Items from a data source:
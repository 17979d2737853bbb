use super::CrmStore;
use crate::{
    entity::{ActivityLog, NewActivityLog},
    error::CrmResult,
    types::{EntityRef, EntityId},
};
use chrono::{DateTime, Utc};
use rusqlite::{params, Row};

const ACTIVITY_COLUMNS: &str = "id, activity_type, description, related_kind, related_id,
     created_by, created_at, duration_minutes, outcome";

fn activity_from_row(row: &Row<'_>) -> rusqlite::Result<ActivityLog> {
    Ok(ActivityLog {
        id:               row.get(0)?,
        activity_type:    row.get(1)?,
        description:      row.get(2)?,
        related_to:       EntityRef {
            kind: row.get(3)?,
            id:   row.get(4)?,
        },
        created_by:       row.get(5)?,
        created_at:       row.get(6)?,
        duration_minutes: row.get(7)?,
        outcome:          row.get(8)?,
    })
}

impl CrmStore {
    // ── Activity log ──────────────────────────────────────────────

    pub fn insert_activity(&self, a: &NewActivityLog, created_at: DateTime<Utc>) -> CrmResult<ActivityLog> {
        a.validate()?;
        self.conn.execute(
            "INSERT INTO activity_log (
                activity_type, description, related_kind, related_id,
                created_by, created_at, duration_minutes, outcome
            ) VALUES (?1, ?2, ?3, ?4, ?5, ?6, ?7, ?8)",
            params![
                &a.activity_type,
                &a.description,
                a.related_to.kind,
                a.related_to.id,
                &a.created_by,
                created_at,
                a.duration_minutes,
                &a.outcome,
            ],
        )?;
        let id = self.conn.last_insert_rowid();
        log::debug!("store: inserted activity {id} on {}", a.related_to);
        Ok(ActivityLog {
            id,
            activity_type:    a.activity_type.clone(),
            description:      a.description.clone(),
            related_to:       a.related_to,
            created_by:       a.created_by.clone(),
            created_at,
            duration_minutes: a.duration_minutes,
            outcome:          a.outcome.clone(),
        })
    }

    pub fn list_activities(&self) -> CrmResult<Vec<ActivityLog>> {
        let mut stmt = self.conn.prepare(&format!(
            "SELECT {ACTIVITY_COLUMNS} FROM activity_log ORDER BY created_at DESC, id DESC"
        ))?;
        let rows = stmt
            .query_map([], activity_from_row)?
            .collect::<Result<Vec<_>, _>>()?;
        Ok(rows)
    }

    /// Entries attached to exactly `target` (kind and id both match).
    pub fn list_activities_by_relation(&self, target: EntityRef) -> CrmResult<Vec<ActivityLog>> {
        let mut stmt = self.conn.prepare(&format!(
            "SELECT {ACTIVITY_COLUMNS} FROM activity_log
             WHERE related_kind = ?1 AND related_id = ?2
             ORDER BY created_at DESC, id DESC"
        ))?;
        let rows = stmt
            .query_map(params![target.kind, target.id], activity_from_row)?
            .collect::<Result<Vec<_>, _>>()?;
        Ok(rows)
    }

    pub fn delete_activity(&self, id: EntityId) -> CrmResult<bool> {
        let changed = self
            .conn
            .execute("DELETE FROM activity_log WHERE id = ?1", params![id])?;
        Ok(changed > 0)
    }
}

EXERCISE DIRECTIONS: Would you output, unchanged, each line from the start of the records to the line that holds "let id = self.conn.last_insert_rowid();", both included and nothing else?

EXERCISE SOLUTION:
repository 17979d2737853bbb
use super::CrmStore;
use crate::{
    entity::{ActivityLog, NewActivityLog},
    error::CrmResult,
    types::{EntityRef, EntityId},
};
use chrono::{DateTime, Utc};
use rusqlite::{params, Row};

const ACTIVITY_COLUMNS: &str = "id, activity_type, description, related_kind, related_id,
     created_by, created_at, duration_minutes, outcome";

fn activity_from_row(row: &Row<'_>) -> rusqlite::Result<ActivityLog> {
    Ok(ActivityLog {
        id:               row.get(0)?,
        activity_type:    row.get(1)?,
        description:      row.get(2)?,
        related_to:       EntityRef {
            kind: row.get(3)?,
            id:   row.get(4)?,
        },
        created_by:       row.get(5)?,
        created_at:       row.get(6)?,
        duration_minutes: row.get(7)?,
        outcome:          row.get(8)?,
    })
}

impl CrmStore {
    // ── Activity log ──────────────────────────────────────────────

    pub fn insert_activity(&self, a: &NewActivityLog, created_at: DateTime<Utc>) -> CrmResult<ActivityLog> {
        a.validate()?;
        self.conn.execute(
            "INSERT INTO activity_log (
                activity_type, description, related_kind, related_id,
                created_by, created_at, duration_minutes, outcome
            ) VALUES (?1, ?2, ?3, ?4, ?5, ?6, ?7, ?8)",
            params![
                &a.activity_type,
                &a.description,
                a.related_to.kind,
                a.related_to.id,
                &a.created_by,
                created_at,
                a.duration_minutes,
                &a.outcome,
            ],
        )?;
        let id = self.conn.last_insert_rowid();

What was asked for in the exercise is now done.